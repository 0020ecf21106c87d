//! `ldmstest render-config`

use std::path::PathBuf;

use anyhow::anyhow;
use clap::{Args, ValueHint};
use ldmstest_ldmsd::{command_line, render_config, DaemonSpec, LdmsdVersion};
use ldmstest_spec::Spec;
use serde::Serialize;

use crate::cli::CommandContext;
use crate::output::{print_output, FormattedOutput};

/// Render the ldmsd configuration file and command line of one host
#[derive(Debug, Args)]
pub struct RenderCommand {
    /// Spec file
    #[arg(value_hint = ValueHint::FilePath)]
    pub spec: PathBuf,

    /// Hostname of the node running the daemon
    #[arg(long)]
    pub host: String,

    /// Target ldmsd version, selects the sampler start syntax
    #[arg(long, default_value_t = LdmsdVersion::default())]
    pub ldmsd_version: LdmsdVersion,
}

impl RenderCommand {
    pub fn execute(&self, ctx: &CommandContext) -> anyhow::Result<()> {
        let spec = Spec::from_path(&self.spec)?;
        let daemon = DaemonSpec::for_host(&spec, &self.host)?
            .ok_or_else(|| anyhow!("host `{}` runs no ldmsd", self.host))?;

        let rendered = Rendered {
            host: self.host.clone(),
            version: self.ldmsd_version.to_string(),
            command: command_line(&daemon),
            config: render_config(&daemon, self.ldmsd_version)?,
        };
        print_output(ctx, &rendered)
    }
}

#[derive(Debug, Serialize)]
struct Rendered {
    host: String,
    version: String,
    command: String,
    config: String,
}

impl FormattedOutput for Rendered {
    fn format_text(&self) -> String {
        format!("# {}\n{}", self.command, self.config)
    }
}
=======
■ **Task**:
Write out every line in the data that holds the string "struct".

■ **Task solution**:
pub struct RenderCommand {
struct Rendered {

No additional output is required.